Fig. 4: Assessing the functional states of tumor-infiltrating T cells in PPLELC.

(a) Subclustering of tumor-infiltrating T cells on the UMAP plots of the scRNA-seq datasets. (b) Expression and distribution of canonical T cell marker genes among cells. Red to gray: high to low expression. (c) Average expression of T cell-specific markers across different clusters. The dot size is proportional to the relative expression level of each gene. (d) T cell distribution from tumors and normal tissues. (e, f) Violin plots showing the signature scores of cytotoxic and exhaustion gene sets for each tumor-infiltrating T cell cluster in the snRNA-seq. Signature scores for each cell were calculated by the VISION method. (g, h) Violin plots showing the signature scores of progenitors and terminal exhaustion gene sets for each tumor-infiltrating T cell cluster in the scRNA-seq. Signature scores for each cell were calculated by the VISION method. (i, j) GSEA of significantly enriched pathways for DEGs of cytotoxic (left) and exhausted (right) T cell cluster in the snRNA-seq data.

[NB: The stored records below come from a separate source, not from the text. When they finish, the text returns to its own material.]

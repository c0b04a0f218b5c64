//! Run: the full ordered history of one agent execution.
//!
//! A Run is owned by its step loop. Steps and model call records are
//! append-only; nothing is reordered or mutated after it is pushed.

use chrono::{DateTime, Utc};
use serde::{Deserialize, Serialize};
use uuid::Uuid;

use crate::model::Usage;
use crate::step::{NewStep, Step};

/// Why a run stopped.
#[derive(Debug, Clone, PartialEq, Eq, Serialize, Deserialize)]
#[serde(tag = "reason", rename_all = "snake_case")]
pub enum TerminationReason {
    /// The run controller said stop.
    ControllerStopped,
    /// A terminal action (e.g. `done`) executed successfully.
    DoneActionInvoked { action_id: String },
    /// The model call failed and no retries remained.
    ModelCallFailed { message: String },
    /// Too many consecutive responses failed validation.
    TooManyInvalidResponses { consecutive: u32 },
    /// An external stop signal was observed before the next iteration.
    Cancelled,
}

impl std::fmt::Display for TerminationReason {
    fn fmt(&self, f: &mut std::fmt::Formatter<'_>) -> std::fmt::Result {
        match self {
            Self::ControllerStopped => write!(f, "controller stopped the run"),
            Self::DoneActionInvoked { action_id } => write!(f, "'{action_id}' finished the run"),
            Self::ModelCallFailed { message } => write!(f, "model call failed: {message}"),
            Self::TooManyInvalidResponses { consecutive } => {
                write!(f, "{consecutive} consecutive invalid responses")
            }
            Self::Cancelled => write!(f, "cancelled"),
        }
    }
}

/// One model invocation, successful or not.
#[derive(Debug, Clone, PartialEq, Serialize, Deserialize)]
pub struct ModelCallRecord {
    pub id: String,

    /// Index of the step this call was deciding.
    pub step_index: usize,

    /// 1 for the first attempt, incremented per retry.
    pub attempt: u32,

    /// Name of the text generator.
    pub generator: String,

    /// Model reported by the generator.
    #[serde(default, skip_serializing_if = "Option::is_none")]
    pub model: Option<String>,

    /// The rendered prompt text.
    pub prompt: String,

    #[serde(default, skip_serializing_if = "Option::is_none")]
    pub response: Option<String>,

    #[serde(default, skip_serializing_if = "Option::is_none")]
    pub error: Option<String>,

    pub success: bool,

    #[serde(default, skip_serializing_if = "Option::is_none")]
    pub usage: Option<Usage>,

    pub started_at: DateTime<Utc>,
    pub duration_ms: u64,
}

impl ModelCallRecord {
    fn base(step_index: usize, attempt: u32, generator: &str, prompt: String, started_at: DateTime<Utc>) -> Self {
        let duration_ms = Utc::now()
            .signed_duration_since(started_at)
            .num_milliseconds()
            .max(0) as u64;
        Self {
            id: Uuid::new_v4().to_string(),
            step_index,
            attempt,
            generator: generator.to_string(),
            model: None,
            prompt,
            response: None,
            error: None,
            success: false,
            usage: None,
            started_at,
            duration_ms,
        }
    }

    pub fn succeeded(
        step_index: usize,
        attempt: u32,
        generator: &str,
        prompt: String,
        started_at: DateTime<Utc>,
        generation: &crate::model::Generation,
    ) -> Self {
        Self {
            model: Some(generation.model.clone()),
            response: Some(generation.text.clone()),
            success: true,
            usage: generation.usage,
            ..Self::base(step_index, attempt, generator, prompt, started_at)
        }
    }

    pub fn failed(
        step_index: usize,
        attempt: u32,
        generator: &str,
        prompt: String,
        started_at: DateTime<Utc>,
        error: &crate::error::ModelCallError,
    ) -> Self {
        Self {
            error: Some(error.to_string()),
            ..Self::base(step_index, attempt, generator, prompt, started_at)
        }
    }
}

/// The state of one agent execution.
#[derive(Debug, Clone, Serialize, Deserialize)]
pub struct Run {
    id: String,
    objective: String,
    steps: Vec<Step>,
    recorded_calls: Vec<ModelCallRecord>,
    #[serde(default, skip_serializing_if = "Option::is_none")]
    termination: Option<TerminationReason>,
    started_at: DateTime<Utc>,
    #[serde(default, skip_serializing_if = "Option::is_none")]
    finished_at: Option<DateTime<Utc>>,
}

impl Run {
    /// Create a running Run with an empty history.
    pub fn new(objective: impl Into<String>) -> Self {
        Self {
            id: Uuid::new_v4().to_string(),
            objective: objective.into(),
            steps: Vec::new(),
            recorded_calls: Vec::new(),
            termination: None,
            started_at: Utc::now(),
            finished_at: None,
        }
    }

    pub fn id(&self) -> &str {
        &self.id
    }

    pub fn objective(&self) -> &str {
        &self.objective
    }

    /// Steps in execution order.
    pub fn steps(&self) -> &[Step] {
        &self.steps
    }

    pub fn step_count(&self) -> usize {
        self.steps.len()
    }

    pub fn last_step(&self) -> Option<&Step> {
        self.steps.last()
    }

    /// The last `n` steps, oldest first.
    pub fn recent_steps(&self, n: usize) -> &[Step] {
        let start = self.steps.len().saturating_sub(n);
        &self.steps[start..]
    }

    pub fn recorded_calls(&self) -> &[ModelCallRecord] {
        &self.recorded_calls
    }

    pub fn successful_calls(&self) -> usize {
        self.recorded_calls.iter().filter(|c| c.success).count()
    }

    pub fn termination(&self) -> Option<&TerminationReason> {
        self.termination.as_ref()
    }

    pub fn is_terminated(&self) -> bool {
        self.termination.is_some()
    }

    pub fn started_at(&self) -> DateTime<Utc> {
        self.started_at
    }

    pub fn finished_at(&self) -> Option<DateTime<Utc>> {
        self.finished_at
    }

    /// Append a step; the Run assigns its index and timestamp.
    pub fn append_step(&mut self, new: NewStep) -> &Step {
        let index = self.steps.len();
        self.steps.push(Step::from_new(index, new));
        &self.steps[index]
    }

    pub fn record_call(&mut self, record: ModelCallRecord) -> &ModelCallRecord {
        self.recorded_calls.push(record);
        &self.recorded_calls[self.recorded_calls.len() - 1]
    }

    /// Mark the run finished. The first reason wins; returns false if the
    /// run was already terminated.
    pub fn terminate(&mut self, reason: TerminationReason) -> bool {
        if self.termination.is_some() {
            return false;
        }
        self.termination = Some(reason);
        self.finished_at = Some(Utc::now());
        true
    }
}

Top significant results ranked by their NES are illustrated. (k) Representative images of multiplex IHC staining in PPLELC tumor tissues. Proteins detected using respective antibodies in the assays are indicated on top. The green, yellow, and red arrows indicated the representative cells positive for LMP1, FOXP3 and CD8 proteins in PPLELC tissue, respectively. Scale bars are 200 μm. Data are presented as means ± standard deviation from three independent experiments; *P  <  0.05, **P  <  0.01, ***P  <  0.001.